La moitié supérieure de la maison a été récemment rénovée : les nouveaux combles offrent un espace habitable moderne inondé de lumière. Crédit photo : Heco

La plus ancienne maison de Weinstadt-Schnait a été construite il y a 500 ans

C’est au cœur du Bade-Wurtemberg, en Allemagne, que cette rénovation d’envergure a eu lieu. L’intervention devait être rapide, car les lieux sont habités.

La maison qui est présentée ici a un peu plus de 500 ans, et elle est restée inoccupée pendant quelques années avant d’être rachetée et ainsi sauvée d’une démolition imminente. Comme le propriétaire est chef de chantier de profession, il s’est rapidement mis au travail afin de pouvoir y loger rapidement cinq personnes en colocation après avoir rénové les pièces une à une. La toiture, quant à elle, avait besoin d’être intégralement refaite dans des délais très courts de façon à pouvoir protéger rapidement le bâtiment des intempéries.

Le toit à chevrons, défomé et instable, devait être remplacé.

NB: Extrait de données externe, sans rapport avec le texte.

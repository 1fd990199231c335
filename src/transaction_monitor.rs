//! Transaction Monitor (C10), §4.10. Grounded on `reconcile.rs`'s polling-and-classifying shape
//! (fetch external state, bucket local rows against it, log and move on) narrowed to a single
//! status transition per submitted execution rather than a full balance/order reconciliation.
//! On confirmation it hands off to Data Sync's `onTradeEntry` (§4.11), which is where the
//! Position row actually gets created — never at submission time (§4.14's state machine).

use std::sync::Arc;
use std::time::Duration as StdDuration;

use tracing::{info, instrument, warn};

use crate::data_sync::DataSync;
use crate::error::EngineResult;
use crate::external::chain_gateway::{ChainGateway, TxStatus};
use crate::store::Store;
use crate::types::ExecutionStatus;

const POLL_INTERVAL: StdDuration = StdDuration::from_secs(30);

pub struct TransactionMonitor {
    store: Arc<dyn Store>,
    chain_gateway: Arc<dyn ChainGateway>,
    data_sync: Arc<DataSync>,
}

impl TransactionMonitor {
    pub fn new(store: Arc<dyn Store>, chain_gateway: Arc<dyn ChainGateway>, data_sync: Arc<DataSync>) -> Self {
        Self { store, chain_gateway, data_sync }
    }

    pub async fn run(self: Arc<Self>) {
        let mut ticker = tokio::time::interval(POLL_INTERVAL);
        loop {
            ticker.tick().await;
            if let Err(e) = self.tick().await {
                warn!(error = %e, "transaction monitor tick failed");
            }
        }
    }

    /// §4.10: every SUBMITTED execution is asked for a receipt; SUCCESS confirms, FAILED fails,
    /// anything still pending is left untouched for the next tick.
    #[instrument(skip(self))]
    pub async fn tick(&self) -> EngineResult<()> {
        let submitted = self.store.list_executions_by_status(ExecutionStatus::Submitted).await?;
        for mut execution in submitted {
            let Some(tx_hash) = execution.entry_tx_hash.clone() else {
                warn!(execution_id = %execution.id, "SUBMITTED execution has no tx hash — skipping");
                continue;
            };

            let status = match self.chain_gateway.get_transaction_status(&tx_hash, execution.chain).await {
                Ok(s) => s,
                Err(e) => {
                    warn!(execution_id = %execution.id, error = %e, "receipt check failed — retry next tick");
                    continue;
                }
            };

            match status {
                TxStatus::Success => {
                    execution.status = ExecutionStatus::Confirmed;
                    self.store.upsert_execution(execution.clone()).await?;
                    info!(execution_id = %execution.id, "execution confirmed on-chain");
                    // §4.10/4.11: Position creation happens only now, after on-chain confirmation,
                    // never at submission time.
                    self.data_sync.on_trade_entry(&execution.id).await?;
                }
                TxStatus::Failed => {
                    execution.status = ExecutionStatus::Failed;
                    execution.error_message = Some("on-chain transaction failed".to_string());
                    self.store.upsert_execution(execution.clone()).await?;
                    warn!(execution_id = %execution.id, "execution failed on-chain");
                }
                TxStatus::Pending => {}
            }
        }
        Ok(())
    }
}
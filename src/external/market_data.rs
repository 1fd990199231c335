//! Market Data Provider (C4, external contract), §6.

use std::collections::HashMap;

use async_trait::async_trait;
use chrono::{DateTime, Utc};
use serde::{Deserialize, Serialize};

use crate::error::EngineResult;

/// A single OHLCV candle.
#[derive(Debug, Clone, Copy, Serialize, Deserialize)]
pub struct Candle {
    pub open_time: i64,
    pub open: f64,
    pub high: f64,
    pub low: f64,
    pub close: f64,
    pub volume: f64,
    pub close_time: i64,
}

/// The two kline resolutions the Scoring Engine's dimensions read from (§4.6.2).
#[derive(Debug, Clone, Default)]
pub struct Klines {
    pub h1: Vec<Candle>,
    pub h4: Vec<Candle>,
}

/// Everything the Scoring Engine needs for one symbol in a single round-trip (§6).
#[derive(Debug, Clone)]
pub struct ComprehensiveData {
    pub symbol: String,
    pub current_price: f64,
    pub klines: Klines,
    pub open_interest_current: f64,
    pub open_interest_change_24h_pct: f64,
    pub funding_rate_current: f64,
    pub market_cap: f64,
    pub volume_24h: f64,
    pub holders: u64,
    pub listing_time: DateTime<Utc>,
    pub liquidity_usd: f64,
    pub price_high_24h: f64,
    pub price_low_24h: f64,
    pub circulating_supply: f64,
    pub total_supply: f64,
    /// `true` when no futures market exists for this symbol — selects the DEX-only,
    /// 12-dimension scoring variant (§4.6.2).
    pub is_dex_only: bool,
}

#[async_trait]
pub trait MarketDataProvider: Send + Sync {
    async fn get_comprehensive_data(&self, symbol: &str) -> EngineResult<ComprehensiveData>;

    async fn get_batch_realtime_prices(&self, symbols: &[String]) -> EngineResult<HashMap<String, f64>>;

    async fn get_all_alpha_tokens_including_dex(&self) -> EngineResult<Vec<String>>;
}
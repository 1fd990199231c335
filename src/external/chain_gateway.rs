//! Chain Gateway (C3, external contract), §6 — a Privy-style delegated signer. The core never
//! holds a private key; it asks the gateway to sign and submit on its behalf by `principal_id`.

use async_trait::async_trait;

use crate::error::EngineResult;
use crate::types::Chain;

/// An unsigned transaction request, built by the caller (typically from a [`super::SwapTx`]).
#[derive(Debug, Clone)]
pub struct SignRequest {
    pub principal_id: String,
    pub to: String,
    pub data: String,
    pub value: String,
    pub chain_id: u64,
    pub gas: Option<u64>,
    pub gas_price: Option<String>,
}

/// Outcome of asking the Chain Gateway for a transaction's on-chain status.
#[derive(Debug, Clone, Copy, PartialEq, Eq)]
pub enum TxStatus {
    Success,
    Failed,
    Pending,
}

#[async_trait]
pub trait ChainGateway: Send + Sync {
    /// Sign and submit `request` via delegated signing; returns the transaction hash.
    async fn sign_transaction(&self, request: SignRequest) -> EngineResult<String>;

    /// Query the confirmation status of a previously submitted transaction.
    async fn get_transaction_status(&self, hash: &str, chain: Chain) -> EngineResult<TxStatus>;
}
// ---------------------------------------------------------------------------
// StrategyConfig
// ---------------------------------------------------------------------------

/// Per-user, per-strategy-instance subscription and risk parameters (§3).
#[derive(Debug, Clone, Serialize, Deserialize)]
pub struct StrategyConfig {
    pub id: String,
    pub user_id: String,
    pub wallet_address: String,
    /// Privy-style delegated-signing principal id (§6).
    pub principal_id: String,
    pub enabled: bool,
    pub supported_chains: Vec<Chain>,
    pub follow_strategy: FollowStrategy,
    pub trade_amount: f64,
    pub max_slippage_pct: f64,
    pub max_positions: u32,
    pub take_profit_mode: TakeProfitMode,
    pub stop_loss_type: StopLossType,
    pub stop_loss_pct: f64,
    pub take_profit_pct: f64,
    /// Negative number, e.g. -10.0 for -10%.
    pub daily_loss_limit_pct: f64,
    pub single_token_max_percent: f64,
    pub min_liquidity_usd: f64,
    #[serde(default)]
    pub whitelist: Vec<String>,
    #[serde(default)]
    pub blacklist: Vec<String>,
    #[serde(default)]
    pub usdt_balance: f64,
    #[serde(default)]
    pub gas_balance: f64,
    #[serde(default)]
    pub paused_until: Option<DateTime<Utc>>,
}

impl StrategyConfig {
    /// Defaults applied by `Strategy Agent::createUserConfig`, §4.3.
    pub fn with_defaults(
        user_id: impl Into<String>,
        wallet_address: impl Into<String>,
        principal_id: impl Into<String>,
    ) -> Self {
        Self {
            id: format!("cfg_{}", Uuid::new_v4()),
            user_id: user_id.into(),
            wallet_address: wallet_address.into(),
            principal_id: principal_id.into(),
            enabled: true,
            supported_chains: vec![Chain::Bsc],
            follow_strategy: FollowStrategy::TopSignals,
            trade_amount: 100.0,
            max_slippage_pct: 2.0,
            max_positions: 3,
            take_profit_mode: TakeProfitMode::OneTime,
            stop_loss_type: StopLossType::Fixed,
            stop_loss_pct: 5.0,
            take_profit_pct: 10.0,
            daily_loss_limit_pct: -10.0,
            single_token_max_percent: 25.0,
            min_liquidity_usd: 200_000.0,
            whitelist: Vec::new(),
            blacklist: Vec::new(),
            usdt_balance: 0.0,
            gas_balance: 0.0,
            paused_until: None,
        }
    }

    pub fn validate_invariants(&self) -> Result<(), String> {
        if self.trade_amount <= 0.0 {
            return Err("trade_amount must be > 0".to_string());
        }
        if !(0.0..=100.0).contains(&self.max_slippage_pct) || self.max_slippage_pct <= 0.0 {
            return Err("max_slippage_pct must be in (0, 100]".to_string());
        }
        Ok(())
    }

    pub fn is_paused(&self, now: DateTime<Utc>) -> bool {
        self.paused_until.map(|p| p > now).unwrap_or(false)
    }
}

// ---------------------------------------------------------------------------
// Execution
// ---------------------------------------------------------------------------

/// One user's attempt at one trade for one signal (§3, §4.14).
#[derive(Debug, Clone, Serialize, Deserialize)]
pub struct Execution {
    pub id: String,
    pub user_id: String,
    pub signal_id: String,
    pub token_symbol: String,
    pub chain: Chain,
    pub dex: String,
    pub entry_amount_usdt: f64,
    #[serde(default)]
    pub entry_amount_token: f64,
    #[serde(default)]
    pub entry_price: f64,
    #[serde(default)]
    pub entry_tx_hash: Option<String>,
    #[serde(default)]
    pub exit_tx_hash: Option<String>,
    #[serde(default)]
    pub exit_price: Option<f64>,
    #[serde(default)]
    pub exit_amount_usdt: Option<f64>,
    #[serde(default)]
    pub exit_type: Option<ExitType>,
    #[serde(default)]
    pub profit_loss_usdt: f64,
    #[serde(default)]
    pub profit_loss_pct: f64,
    #[serde(default)]
    pub fees_usdt: f64,
    pub follow_strategy: FollowStrategy,
    pub strategy_id: Option<String>,
    #[serde(default)]
    pub is_alpha_token: bool,
    pub signal_source: String,
    #[serde(default)]
    pub batch_id: Option<String>,
    pub status: ExecutionStatus,
    #[serde(default)]
    pub error_message: Option<String>,
    pub created_at: DateTime<Utc>,
    #[serde(default)]
    pub entry_executed_at: Option<DateTime<Utc>>,
    #[serde(default)]
    pub exit_executed_at: Option<DateTime<Utc>>,
}

impl Execution {
    /// Deterministic execution id, §3: `exec_<user>_<signal>`.
    pub fn deterministic_id(user_id: &str, signal_id: &str) -> String {
        format!("exec_{user_id}_{signal_id}")
    }

    pub fn new_pending(
        user_id: impl Into<String>,
        signal: &Signal,
        entry_amount_usdt: f64,
        now: DateTime<Utc>,
    ) -> Self {
        let user_id = user_id.into();
        Self {
            id: Self::deterministic_id(&user_id, &signal.id),
            user_id,
            signal_id: signal.id.clone(),
            token_symbol: signal.token_symbol.clone(),
            chain: signal.chain,
            dex: String::new(),
            entry_amount_usdt,
            entry_amount_token: 0.0,
            entry_price: 0.0,
            entry_tx_hash: None,
            exit_tx_hash: None,
            exit_price: None,
            exit_amount_usdt: None,
            exit_type: None,
            profit_loss_usdt: 0.0,
            profit_loss_pct: 0.0,
            fees_usdt: 0.0,
            follow_strategy: FollowStrategy::TopSignals,
            strategy_id: signal.strategy_id.clone(),
            is_alpha_token: signal.is_alpha_token,
            signal_source: signal.source.clone(),
            batch_id: None,
            status: ExecutionStatus::Pending,
            error_message: None,
            created_at: now,
            entry_executed_at: None,
            exit_executed_at: None,
        }
    }
}

// ---------------------------------------------------------------------------
// Position
// ---------------------------------------------------------------------------

/// The open, held side of an execution (§3, GLOSSARY).
#[derive(Debug, Clone, Serialize, Deserialize)]
pub struct Position {
    pub id: String,
    pub user_id: String,
    pub execution_id: String,
    pub signal_id: String,
    pub token_symbol: String,
    pub chain: Chain,
    pub contract_address: Option<String>,
    pub dex: String,
    pub entry_price: f64,
    pub entry_amount_usdt: f64,
    pub entry_amount_token: f64,
    pub current_token_balance: f64,
    pub stop_loss_price: f64,
    pub take_profit_price: f64,
    #[serde(default)]
    pub atr_value: Option<f64>,
    pub highest_price: f64,
    #[serde(default)]
    pub trailing_stop_activated: bool,
    #[serde(default)]
    pub trailing_stop_price: Option<f64>,
    pub stop_loss_type: StopLossType,
    #[serde(default = "default_take_profit_mode")]
    pub take_profit_mode: TakeProfitMode,
    pub current_price: f64,
    #[serde(default)]
    pub unrealized_pnl_usdt: f64,
    #[serde(default)]
    pub unrealized_pnl_pct: f64,
    #[serde(default)]
    pub is_alpha_token: bool,
    pub signal_source: String,
    #[serde(default)]
    pub partial_sold_pct: f64,
    pub opened_at: DateTime<Utc>,
    pub status: PositionStatus,
}

fn default_take_profit_mode() -> TakeProfitMode {
    TakeProfitMode::OneTime
}

impl Position {
    /// Deterministic position id, §3: `pos_<execId>`.
    pub fn id_for_execution(execution_id: &str) -> String {
        format!("pos_{execution_id}")
    }

    pub fn is_long(&self) -> bool {
        // A short position, were it modelled, would carry stop_loss_price > entry_price;
        // every position currently opened by the Batch Executor is a long spot buy (§4.7).
        true
    }
}

// ---------------------------------------------------------------------------
// History
// ---------------------------------------------------------------------------

/// Append-only closed projection of an execution (§3, GLOSSARY).
#[derive(Debug, Clone, Serialize, Deserialize)]
pub struct History {
    pub id: String,
    pub execution_id: String,
    pub user_id: String,
    pub token_symbol: String,
    pub entry_price: f64,
    pub exit_price: f64,
    pub profit_loss_usdt: f64,
    pub profit_loss_pct: f64,
    pub fees_usdt: f64,
    pub exit_type: ExitType,
    pub holding_duration_seconds: i64,
    pub closed_at: DateTime<Utc>,
}

// ---------------------------------------------------------------------------
// UserStats
// ---------------------------------------------------------------------------

/// Rolling, derivable per-user statistics (§3).
#[derive(Debug, Clone, Serialize, Deserialize)]
pub struct UserStats {
    pub user_id: String,
    pub trades_today: u32,
    pub trades_week: u32,
    pub trades_total: u32,
    pub pnl_today_usdt: f64,
    pub pnl_week_usdt: f64,
    pub pnl_total_usdt: f64,
    pub wins_total: u32,
    pub holding_count: u32,
    pub holding_value_usdt: f64,
    pub best_trade_pct: Option<f64>,
    pub worst_trade_pct: Option<f64>,
    pub last_updated: DateTime<Utc>,
}

impl UserStats {
    pub fn empty(user_id: impl Into<String>, now: DateTime<Utc>) -> Self {
        Self {
            user_id: user_id.into(),
            trades_today: 0,
            trades_week: 0,
            trades_total: 0,
            pnl_today_usdt: 0.0,
            pnl_week_usdt: 0.0,
            pnl_total_usdt: 0.0,
            wins_total: 0,
            holding_count: 0,
            holding_value_usdt: 0.0,
            best_trade_pct: None,
            worst_trade_pct: None,
            last_updated: now,
        }
    }
}
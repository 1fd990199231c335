//! Scoring Engine (C5) — turns raw market data into a signal with confidence, TP/SL and
//! reasoning, §4.6. `dimensions` computes the fourteen named votes; `engine` aggregates them,
//! builds the trading plan, and optionally asks the Knowledge Provider for a bounded adjustment.

pub mod dimensions;
pub mod engine;
pub mod weights;

pub use dimensions::DimensionOutput;
pub use engine::{ScoringEngine, ScoringThresholds};
pub use weights::ScoringWeights;
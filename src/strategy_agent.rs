//! Strategy Agent (C12), §4.3 + §4.9. The top-level controller: accepts freshly scored signals,
//! orchestrates Risk Controller → Price Watcher (§4.4→§4.5), and fans out SELL signals directly to
//! the Exit Monitor. Grounded on `src/strategy.rs`'s gating-pipeline composition (run each gate in
//! order, stop at the first rejection, record why) and `src/main.rs`'s top-level
//! initialize/shutdown/status shape.

use std::sync::Arc;
use std::time::Duration as StdDuration;

use chrono::Utc;
use parking_lot::RwLock;
use tracing::{info, instrument, warn};

use crate::error::EngineResult;
use crate::exit_monitor::ExitMonitor;
use crate::model::{Signal, StrategyConfig, UserStats};
use crate::price_watcher::PriceWatcher;
use crate::risk::RiskController;
use crate::store::Store;
use crate::types::{ExitType, PositionStatus, SignalStatus, SignalType};

const SELL_FANOUT_GAP: StdDuration = StdDuration::from_secs(2);

pub struct StrategyAgent {
    store: Arc<dyn Store>,
    risk: Arc<RiskController>,
    price_watcher: Arc<PriceWatcher>,
    exit_monitor: Arc<ExitMonitor>,
    running: RwLock<bool>,
}
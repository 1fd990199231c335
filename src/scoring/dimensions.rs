//! The fourteen scoring dimensions, §4.6.2. Each function is pure and operates on a single
//! [`ComprehensiveData`] snapshot, mirroring the reference strategy engine's one-signal-per-block
//! shape (`src/strategy.rs`) generalised from ad-hoc indicator names to these fixed dimensions.

use chrono::Utc;

use crate::external::market_data::{Candle, ComprehensiveData};
use crate::indicators::{ema, rsi};
use crate::types::SignalType;

/// Output of one scoring dimension: a strength in `[0, 100]` and a directional vote.
#[derive(Debug, Clone)]
pub struct DimensionOutput {
    pub name: &'static str,
    pub score: f64,
    pub vote: SignalType,
    pub description: String,
}

impl DimensionOutput {
    fn new(name: &'static str, score: f64, vote: SignalType, description: impl Into<String>) -> Self {
        let score = if score.is_finite() { score.clamp(0.0, 100.0) } else { 0.0 };
        Self { name, score, vote, description: description.into() }
    }
}

pub const DIMENSION_NAMES: [&str; 14] = [
    "oi_funding",
    "trend",
    "candle_pattern",
    "volume",
    "key_levels",
    "rsi",
    "macd",
    "pullback_risk",
    "liquidity_risk",
    "volatility_risk",
    "liquidation_risk",
    "new_token_risk",
    "whale_risk",
    "volume_price_divergence",
];

/// DEX-only tokens have no futures market, so the OI-dependent dimensions collapse out, §4.6.2.
pub const DEX_ONLY_DIMENSION_NAMES: [&str; 12] = [
    "trend",
    "candle_pattern",
    "volume",
    "key_levels",
    "rsi",
    "macd",
    "pullback_risk",
    "liquidity_risk",
    "volatility_risk",
    "new_token_risk",
    "whale_risk",
    "volume_price_divergence",
];

/// Evaluate every applicable dimension for `data`, selecting the 14- or 12-dimension variant
/// per `data.is_dex_only`.
pub fn evaluate_all(data: &ComprehensiveData) -> Vec<DimensionOutput> {
    let mut out = Vec::with_capacity(14);
    if !data.is_dex_only {
        out.push(oi_funding(data));
    }
    out.push(trend(data));
    out.push(candle_pattern(data));
    out.push(volume(data));
    out.push(key_levels(data));
    out.push(rsi_dimension(data));
    out.push(macd(data));
    out.push(pullback_risk(data));
    out.push(liquidity_risk(data));
    out.push(volatility_risk(data));
    if !data.is_dex_only {
        out.push(liquidation_risk(data));
    }
    out.push(new_token_risk(data));
    out.push(whale_risk(data));
    out.push(volume_price_divergence(data));
    out
}

fn mean(xs: &[f64]) -> f64 {
    if xs.is_empty() {
        0.0
    } else {
        xs.iter().sum::<f64>() / xs.len() as f64
    }
}

fn closes(candles: &[Candle]) -> Vec<f64> {
    candles.iter().map(|c| c.close).collect()
}

/// §4.6.2: 90 when OI↑>10% and funding negative (crowd short, whales long); 85 when OI↑>10% and
/// funding>0.001 (crowd long, squeeze risk); 75 on capitulation (OI down >10%); else 60/40.
pub fn oi_funding(data: &ComprehensiveData) -> DimensionOutput {
    let oi_chg = data.open_interest_change_24h_pct;
    let fr = data.funding_rate_current;

    if oi_chg > 10.0 && fr < 0.0 {
        DimensionOutput::new("oi_funding", 90.0, SignalType::Long, "OI surge with negative funding — crowd short, whales accumulating")
    } else if oi_chg > 10.0 && fr > 0.001 {
        DimensionOutput::new("oi_funding", 85.0, SignalType::Short, "OI surge with rich positive funding — crowded longs, squeeze risk")
    } else if oi_chg < -10.0 {
        DimensionOutput::new("oi_funding", 75.0, SignalType::Neutral, "OI capitulation — deleveraging, direction unclear")
    } else if fr < 0.0 {
        DimensionOutput::new("oi_funding", 60.0, SignalType::Long, "mild negative funding bias")
    } else {
        DimensionOutput::new("oi_funding", 40.0, SignalType::Short, "mild positive funding bias")
    }
}

/// §4.6.2: MA20 vs MA50 vs price on 4h klines.
pub fn trend(data: &ComprehensiveData) -> DimensionOutput {
    let h4 = closes(&data.klines.h4);
    if h4.len() < 50 {
        return DimensionOutput::new("trend", 0.0, SignalType::Neutral, "insufficient 4h history");
    }
    let ma20 = mean(&h4[h4.len() - 20..]);
    let ma50 = mean(&h4[h4.len() - 50..]);
    let price = data.current_price;

    if price > ma20 && ma20 > ma50 {
        DimensionOutput::new("trend", 80.0, SignalType::Long, "price above MA20 above MA50 — bullish alignment")
    } else if price < ma20 && ma20 < ma50 {
        DimensionOutput::new("trend", 80.0, SignalType::Short, "price below MA20 below MA50 — bearish alignment")
    } else {
        DimensionOutput::new("trend", 40.0, SignalType::Neutral, "MA20/MA50 not aligned with price")
    }
}

/// §4.6.2: hammer / inverted hammer / engulfing / consecutive rise-fall on 1h candles.
pub fn candle_pattern(data: &ComprehensiveData) -> DimensionOutput {
    let h1 = &data.klines.h1;
    if h1.len() < 4 {
        return DimensionOutput::new("candle_pattern", 0.0, SignalType::Neutral, "insufficient 1h history");
    }

    let last = &h1[h1.len() - 1];
    let prev = &h1[h1.len() - 2];

    let last_body = (last.close - last.open).abs();

    // Bullish/bearish engulfing: last candle's body fully contains the previous one's.
    if prev.close < prev.open && last.close > last.open && last.close > prev.open && last.open < prev.close {
        return DimensionOutput::new("candle_pattern", 75.0, SignalType::Long, "bullish engulfing");
    }
    if prev.close > prev.open && last.close < last.open && last.open > prev.close && last.close < prev.open {
        return DimensionOutput::new("candle_pattern", 75.0, SignalType::Short, "bearish engulfing");
    }

    // Hammer: small body near the top of the range, long lower wick, short upper wick.
    let range = last.high - last.low;
    if range > 0.0 {
        let lower_wick = last.open.min(last.close) - last.low;
        let upper_wick = last.high - last.open.max(last.close);
        if last_body < range * 0.3 && lower_wick > last_body * 2.0 && upper_wick < last_body {
            return DimensionOutput::new("candle_pattern", 65.0, SignalType::Long, "hammer — rejection of lower wick");
        }
        if last_body < range * 0.3 && upper_wick > last_body * 2.0 && lower_wick < last_body {
            return DimensionOutput::new("candle_pattern", 60.0, SignalType::Short, "inverted hammer — rejection of upper wick");
        }
    }

    // Consecutive rise/fall over the last 3 candles.
    if h1.len() >= 3 {
        let last3 = &h1[h1.len() - 3..];
        if last3.iter().all(|c| c.close > c.open) {
            return DimensionOutput::new("candle_pattern", 55.0, SignalType::Long, "three consecutive rising candles");
        }
        if last3.iter().all(|c| c.close < c.open) {
            return DimensionOutput::new("candle_pattern", 55.0, SignalType::Short, "three consecutive falling candles");
        }
    }

    DimensionOutput::new("candle_pattern", 30.0, SignalType::Neutral, "no recognised pattern")
}

/// §4.6.2: ratio current / mean(20): >2 surge, >1.5 moderate, <0.5 decline.
pub fn volume(data: &ComprehensiveData) -> DimensionOutput {
    let h1 = &data.klines.h1;
    if h1.len() < 20 {
        return DimensionOutput::new("volume", 0.0, SignalType::Neutral, "insufficient 1h history");
    }
    let window = &h1[h1.len() - 20..];
    let avg = mean(&window.iter().map(|c| c.volume).collect::<Vec<_>>());
    let current = h1.last().map(|c| c.volume).unwrap_or(0.0);
    let ratio = if avg > 0.0 { current / avg } else { 0.0 };

    let last_up = h1.last().map(|c| c.close >= c.open).unwrap_or(true);
    let direction = if last_up { SignalType::Long } else { SignalType::Short };

    if ratio > 2.0 {
        DimensionOutput::new("volume", 85.0, direction, format!("volume surge {ratio:.1}x 20-bar average"))
    } else if ratio > 1.5 {
        DimensionOutput::new("volume", 65.0, direction, format!("moderate volume increase {ratio:.1}x"))
    } else if ratio < 0.5 {
        DimensionOutput::new("volume", 30.0, SignalType::Neutral, format!("volume decline {ratio:.1}x"))
    } else {
        DimensionOutput::new("volume", 40.0, SignalType::Neutral, "volume in normal range")
    }
}
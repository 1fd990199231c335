// =============================================================================
// Autotrade Engine — Main Entry Point
// =============================================================================
//
// Boots the Store, the external collaborators (§6), and the full C1-C14 component graph via
// AppState, then runs the Scoring Engine's scan loop that feeds freshly generated signals into
// the Strategy Agent — the sole entry point for ACTIVE signals (§4.3).
// =============================================================================

mod app_state;
mod batch_executor;
mod config;
mod data_sync;
mod error;
mod event_bus;
mod exit_monitor;
mod external;
mod indicators;
mod model;
mod price_watcher;
mod risk;
mod runtime_config;
mod scheduler;
mod scoring;
mod store;
mod strategy_agent;
#[cfg(any(test, feature = "testing"))]
mod testing;
mod transaction_monitor;
mod types;

use std::sync::Arc;

use tracing::{error, info, warn};
use tracing_subscriber::EnvFilter;

use crate::app_state::{AppState, Collaborators};
use crate::external::binance_client::BinanceMarketDataProvider;
use crate::runtime_config::EngineConfig;
use crate::store::InMemoryStore;
use crate::testing::{NullChainGateway, NullDexAggregator, NullKnowledgeProvider};

const ENGINE_CONFIG_PATH: &str = "engine_config.json";

#[tokio::main]
async fn main() -> anyhow::Result<()> {
    let _ = dotenv::dotenv();

    tracing_subscriber::fmt()
        .with_env_filter(EnvFilter::try_from_default_env().unwrap_or_else(|_| EnvFilter::new("info")))
        .init();

    info!("autotrade engine starting up");

    let engine_config = EngineConfig::load(ENGINE_CONFIG_PATH).unwrap_or_else(|e| {
        warn!(error = %e, "failed to load engine config, using defaults");
        EngineConfig::default()
    });
    info!(watchlist = engine_config.watchlist.len(), interval_s = engine_config.scan_interval_secs, "engine config resolved");

    // ── External collaborators (§6) ──────────────────────────────────────
    // Market Data Provider is the one collaborator with a runnable concrete adapter in this
    // crate (Binance REST, via API-key env vars); Chain Gateway, DEX Aggregator, and Knowledge
    // Provider have no production implementation here (§1: they're out-of-scope external
    // collaborators) — the in-memory reference doubles stand in so the engine runs end-to-end.
    let api_key = std::env::var("BINANCE_API_KEY").unwrap_or_default();
    let api_secret = std::env::var("BINANCE_API_SECRET").unwrap_or_default();
    let market_data = Arc::new(BinanceMarketDataProvider::new(api_key, api_secret));

    let state = AppState::new(Collaborators {
        store: Arc::new(InMemoryStore::new()),
        chain_gateway: Arc::new(NullChainGateway::new()),
        dex: Arc::new(NullDexAggregator::default()),
        market_data,
        knowledge: Some(Arc::new(NullKnowledgeProvider)),
    });

    state.start().await?;

    // ── Scoring Engine scan loop ──────────────────────────────────────────
    // For each watched token: score it, and if it clears the confidence bar (§4.13), hand the
    // resulting ACTIVE signal straight to the Strategy Agent, the sole entry point for ACTIVE
    // signals (§4.3). Failures are logged and the loop moves on to the next token/tick — matching
    // the Strategy Agent's own "swallow and retry on the next tick" stance on `handleNewSignal`.
    let scan_state = state.clone();
    let watchlist = engine_config.watchlist.clone();
    let scan_interval = tokio::time::Duration::from_secs(engine_config.scan_interval_secs.max(1));
    tokio::spawn(async move {
        let mut ticker = tokio::time::interval(scan_interval);
        loop {
            ticker.tick().await;
            for token in &watchlist {
                let result = scan_state
                    .scoring
                    .generate_signal(&token.symbol, token.chain, token.contract_address.clone(), &token.source)
                    .await;
                match result {
                    Ok(Some(signal)) => {
                        info!(symbol = %token.symbol, signal_id = %signal.id, signal_type = %signal.signal_type, "signal generated");
                        scan_state.event_bus.publish("scoring_engine", "signal.generated", serde_json::json!({"id": signal.id, "symbol": token.symbol}));
                        scan_state.strategy_agent.handle_new_signal(signal).await;
                    }
                    Ok(None) => {}
                    Err(e) => warn!(symbol = %token.symbol, error = %e, "signal generation failed"),
                }
            }
        }
    });

    info!("all subsystems running. press ctrl+c to stop.");

    tokio::signal::ctrl_c().await?;
    warn!("shutdown signal received — stopping gracefully");

    state.shutdown().await;
    if let Err(e) = engine_config.save(ENGINE_CONFIG_PATH) {
        error!(error = %e, "failed to save engine config on shutdown");
    }

    info!("autotrade engine shut down complete");
    Ok(())
}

Remplacement de la charpente

Un contrôle minutieux de la charpente a révélé qu’une simple réhabilitation des poutres ne suffirait pas à remettre la toiture en état. La charpente portait notamment les stigmates d’au moins un incendie, de plusieurs dégâts des eaux, avec des solins qui n’étaient plus étanches, et des chevrons et des murs pignons complètement rongés. Bien que certaines poutres aient été consolidées au fur et à mesure des années, cela ne répondait plus aux exigences de sécurité actuelles, car certaines poutres avaient tout simplement été doublées en les clouant par le côté à l’existant. La panne faîtière manquait à l’appel et le toit, de 12 m de long, s’était ainsi affaissé d’une soixantaine de centimètres. Le maître d’ouvrage n’a pu que constater la nécessité d’un remplacement intégral de la charpente. Le bâtiment, bien qu’étant le plus vieux de la ville, n’était pas classé monument historique, et il n’y a pas eu de problème pour remplacer l’intégralité des poutres.

Vue inhabituelle : pendant la phase de construction, les colocataires ont vécu sans toit.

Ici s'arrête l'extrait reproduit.